» Work to complete
The lines below that include "models" are to be found and copied.

» Listed entries
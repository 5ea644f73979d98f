/// In-process [`Store`]
///
/// Holds users and articles behind a single `RwLock`, so each operation
/// observes and commits a consistent state. It enforces the same constraints
/// as the PostgreSQL schema: unique slugs, unique emails, parent and author
/// referential integrity, and orphan-to-root on delete.
///
/// Used by the test suites and for running the API without a database.

use std::collections::{BTreeSet, HashMap};
use std::sync::atomic::{AtomicU64, Ordering};

use async_trait::async_trait;
use chrono::Utc;
use tokio::sync::RwLock;
use uuid::Uuid;

use super::store::{ArticleStore, Store, StoreError, StoreResult, UserStore};
use crate::models::article::{Article, ArticleFields, ArticleFilter};
use crate::models::user::{NewUser, User};

#[derive(Debug)]
struct StoredArticle {
    article: Article,
    /// Write sequence, breaks `updated_at` ties when ordering
    seq: u64,
}

#[derive(Debug, Default)]
struct MemoryState {
    users: HashMap<String, User>,
    articles: HashMap<Uuid, StoredArticle>,
    next_seq: u64,
}

impl MemoryState {
    fn bump_seq(&mut self) -> u64 {
        self.next_seq += 1;
        self.next_seq
    }

    fn slug_taken(&self, slug: &str, exclude_id: Option<Uuid>) -> bool {
        self.articles
            .values()
            .any(|s| s.article.slug == slug && Some(s.article.id) != exclude_id)
    }

    fn check_references(&self, data: &ArticleFields) -> StoreResult<()> {
        if let Some(parent_id) = data.parent_id {
            if !self.articles.contains_key(&parent_id) {
                return Err(StoreError::InvalidParent(parent_id));
            }
        }
        if !self.users.contains_key(&data.author_id) {
            return Err(StoreError::UnknownAuthor(data.author_id.clone()));
        }
        Ok(())
    }
}

/// Store held entirely in memory
#[derive(Debug, Default)]
pub struct MemoryStore {
    state: RwLock<MemoryState>,
    operations: AtomicU64,
}

impl MemoryStore {
    pub fn new() -> Self {
        Self::default()
    }

    /// Number of store operations served so far
    pub fn operation_count(&self) -> u64 {
        self.operations.load(Ordering::Relaxed)
    }

    /// Number of provisioned users
    pub async fn user_count(&self) -> usize {
        self.state.read().await.users.len()
    }

    fn record_operation(&self) {
        self.operations.fetch_add(1, Ordering::Relaxed);
    }
}

#[async_trait]
impl UserStore for MemoryStore {
    async fn find_user_by_email(&self, email: &str) -> StoreResult<Option<User>> {
        self.record_operation();
        let state = self.state.read().await;
        Ok(state.users.values().find(|u| u.email == email).cloned())
    }

    async fn find_user_by_id(&self, id: &str) -> StoreResult<Option<User>> {
        self.record_operation();
        Ok(self.state.read().await.users.get(id).cloned())
    }

    async fn create_user(&self, data: NewUser) -> StoreResult<User> {
        self.record_operation();
        let mut state = self.state.write().await;

        if state.users.contains_key(&data.id) || state.users.values().any(|u| u.email == data.email) {
            return Err(StoreError::DuplicateUser(data.email));
        }

        let user = User {
            id: data.id,
            email: data.email,
            created_at: Utc::now(),
        };
        state.users.insert(user.id.clone(), user.clone());

        Ok(user)
    }
}

#[async_trait]
impl ArticleStore for MemoryStore {
    async fn find_by_slug(
        &self,
        slug: &str,
        exclude_id: Option<Uuid>,
    ) -> StoreResult<Option<Article>> {
        self.record_operation();
        let state = self.state.read().await;
        Ok(state
            .articles
            .values()
            .map(|s| &s.article)
            .find(|a| a.slug == slug && Some(a.id) != exclude_id)
            .cloned())
    }

    async fn find_by_id(&self, id: Uuid) -> StoreResult<Option<Article>> {
        self.record_operation();
        let state = self.state.read().await;
        Ok(state.articles.get(&id).map(|s| s.article.clone()))
    }

    async fn list(&self, filter: &ArticleFilter) -> StoreResult<Vec<Article>> {
        self.record_operation();
        let state = self.state.read().await;

        let mut matched: Vec<&StoredArticle> = state
            .articles
            .values()
            .filter(|s| filter.matches(&s.article))
            .collect();
        matched.sort_by(|a, b| {
            b.article
                .updated_at
                .cmp(&a.article.updated_at)
                .then(b.seq.cmp(&a.seq))
        });

        Ok(matched.into_iter().map(|s| s.article.clone()).collect())
    }

    async fn list_distinct_categories(&self) -> StoreResult<BTreeSet<String>> {
        self.record_operation();
        let state = self.state.read().await;
        Ok(state
            .articles
            .values()
            .map(|s| s.article.category.clone())
            .collect())
    }

    async fn create(&self, data: ArticleFields) -> StoreResult<Article> {
        self.record_operation();
        let mut state = self.state.write().await;

        if state.slug_taken(&data.slug, None) {
            return Err(StoreError::SlugConflict(data.slug));
        }
        state.check_references(&data)?;

        let now = Utc::now();
        let article = Article {
            id: Uuid::new_v4(),
            title: data.title,
            slug: data.slug,
            category: data.category,
            content: data.content,
            parent_id: data.parent_id,
            author_id: data.author_id,
            created_at: now,
            updated_at: now,
        };
        let seq = state.bump_seq();
        state.articles.insert(
            article.id,
            StoredArticle {
                article: article.clone(),
                seq,
            },
        );

        Ok(article)
    }

    async fn update(&self, id: Uuid, data: ArticleFields) -> StoreResult<Article> {
        self.record_operation();
        let mut state = self.state.write().await;

        if !state.articles.contains_key(&id) {
            return Err(StoreError::NotFound(id));
        }
        if state.slug_taken(&data.slug, Some(id)) {
            return Err(StoreError::SlugConflict(data.slug));
        }
        state.check_references(&data)?;

        let seq = state.bump_seq();
        let stored = state
            .articles
            .get_mut(&id)
            .ok_or(StoreError::NotFound(id))?;

        let article = &mut stored.article;
        article.title = data.title;
        article.slug = data.slug;
        article.category = data.category;
        article.content = data.content;
        article.parent_id = data.parent_id;
        article.author_id = data.author_id;
        article.updated_at = Utc::now().max(article.created_at);
        stored.seq = seq;

        Ok(stored.article.clone())
    }

    async fn delete(&self, id: Uuid) -> StoreResult<()> {
        self.record_operation();
        let mut state = self.state.write().await;

        if state.articles.remove(&id).is_none() {
            return Err(StoreError::NotFound(id));
        }

        for stored in state.articles.values_mut() {
            if stored.article.parent_id == Some(id) {
                stored.article.parent_id = None;
            }
        }

        Ok(())
    }

    async fn list_children_of(&self, id: Uuid) -> StoreResult<Vec<Article>> {
        self.record_operation();
        let state = self.state.read().await;

        let mut children: Vec<Article> = state
            .articles
            .values()
            .filter(|s| s.article.parent_id == Some(id))
            .map(|s| s.article.clone())
            .collect();
        children.sort_by(|a, b| a.title.cmp(&b.title));

        Ok(children)
    }

    async fn count_children(&self, parent_ids: &[Uuid]) -> StoreResult<HashMap<Uuid, usize>> {
        self.record_operation();
        let state = self.state.read().await;

        let mut counts = HashMap::new();
        for parent_id in state.articles.values().filter_map(|s| s.article.parent_id) {
            if parent_ids.contains(&parent_id) {
                *counts.entry(parent_id).or_insert(0) += 1;
            }
        }

        Ok(counts)
    }
}

#[async_trait]
impl Store for MemoryStore {
    fn backend_name(&self) -> &'static str {
        "memory"
    }

    async fn ping(&self) -> StoreResult<()> {
        self.record_operation();
        Ok(())
    }
}

#[cfg(test)]
mod tests {
    use super::*;

    async fn store_with_author() -> (MemoryStore, String) {
        let store = MemoryStore::new();
        let user = store
            .create_user(NewUser {
                id: "author-1".to_string(),
                email: "author@example.com".to_string(),
            })
            .await
            .unwrap();
        (store, user.id)
    }

    fn fields(title: &str, slug: &str, author: &str) -> ArticleFields {
        ArticleFields {
            title: title.to_string(),
            slug: slug.to_string(),
            category: "Tech".to_string(),
            content: "content".to_string(),
            parent_id: None,
            author_id: author.to_string(),
        }
    }

    #[tokio::test]
    async fn test_create_rejects_duplicate_slug() {
        let (store, author) = store_with_author().await;
        store.create(fields("One", "same", &author)).await.unwrap();

        let err = store.create(fields("Two", "same", &author)).await.unwrap_err();
        assert!(matches!(err, StoreError::SlugConflict(slug) if slug == "same"));
    }

    #[tokio::test]
    async fn test_update_allows_own_slug() {
        let (store, author) = store_with_author().await;
        let article = store.create(fields("One", "one", &author)).await.unwrap();

        let updated = store
            .update(article.id, fields("One", "one", &author))
            .await
            .unwrap();
        assert_eq!(updated.slug, "one");
        assert!(updated.updated_at >= article.updated_at);
    }

    #[tokio::test]
    async fn test_update_missing_article() {
        let (store, author) = store_with_author().await;
        let id = Uuid::new_v4();

        let err = store.update(id, fields("X", "x", &author)).await.unwrap_err();
        assert!(matches!(err, StoreError::NotFound(missing) if missing == id));
    }

    #[tokio::test]
    async fn test_create_checks_references() {
        let (store, author) = store_with_author().await;

        let mut orphan = fields("Child", "child", &author);
        orphan.parent_id = Some(Uuid::new_v4());
        assert!(matches!(
            store.create(orphan).await.unwrap_err(),
            StoreError::InvalidParent(_)
        ));

        assert!(matches!(
            store.create(fields("X", "x", "nobody")).await.unwrap_err(),
            StoreError::UnknownAuthor(_)
        ));
    }

    #[tokio::test]
    async fn test_delete_orphans_children() {
        let (store, author) = store_with_author().await;
        let parent = store.create(fields("Parent", "parent", &author)).await.unwrap();

        let mut child_fields = fields("Child", "child", &author);
        child_fields.parent_id = Some(parent.id);
        let child = store.create(child_fields).await.unwrap();

        store.delete(parent.id).await.unwrap();

        let child = store.find_by_id(child.id).await.unwrap().unwrap();
        assert!(child.parent_id.is_none());
        assert!(matches!(
            store.delete(parent.id).await.unwrap_err(),
            StoreError::NotFound(_)
        ));
    }

    #[tokio::test]
    async fn test_list_orders_by_most_recent_write() {
        let (store, author) = store_with_author().await;
        let first = store.create(fields("First", "first", &author)).await.unwrap();
        store.create(fields("Second", "second", &author)).await.unwrap();
        store.update(first.id, fields("First", "first", &author)).await.unwrap();

        let titles: Vec<String> = store
            .list(&ArticleFilter::default())
            .await
            .unwrap()
            .into_iter()
            .map(|a| a.title)
            .collect();
        assert_eq!(titles, vec!["First", "Second"]);
    }

    #[tokio::test]
    async fn test_children_sorted_by_title() {
        let (store, author) = store_with_author().await;
        let parent = store.create(fields("Parent", "parent", &author)).await.unwrap();

        for title in ["Zeta", "Alpha", "Mu"] {
            let mut child = fields(title, &title.to_lowercase(), &author);
            child.parent_id = Some(parent.id);
            store.create(child).await.unwrap();
        }

        let titles: Vec<String> = store
            .list_children_of(parent.id)
            .await
            .unwrap()
            .into_iter()
            .map(|a| a.title)
            .collect();
        assert_eq!(titles, vec!["Alpha", "Mu", "Zeta"]);
    }

    #[tokio::test]
    async fn test_count_children() {
        let (store, author) = store_with_author().await;
        let parent = store.create(fields("Parent", "parent", &author)).await.unwrap();
        let lonely = store.create(fields("Lonely", "lonely", &author)).await.unwrap();

        for title in ["One", "Two"] {
            let mut child = fields(title, &title.to_lowercase(), &author);
            child.parent_id = Some(parent.id);
            store.create(child).await.unwrap();
        }

        let counts = store.count_children(&[parent.id, lonely.id]).await.unwrap();
        assert_eq!(counts.get(&parent.id), Some(&2));
        assert!(!counts.contains_key(&lonely.id));

        assert!(store.count_children(&[lonely.id]).await.unwrap().is_empty());
    }

    #[tokio::test]
    async fn test_duplicate_user_email() {
        let (store, _) = store_with_author().await;

        let err = store
            .create_user(NewUser {
                id: "author-2".to_string(),
                email: "author@example.com".to_string(),
            })
            .await
            .unwrap_err();
        assert!(matches!(err, StoreError::DuplicateUser(_)));
        assert_eq!(store.user_count().await, 1);
    }
}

» Exercise output
use crate::models::article::{Article, ArticleFields, ArticleFilter};
use crate::models::user::{NewUser, User};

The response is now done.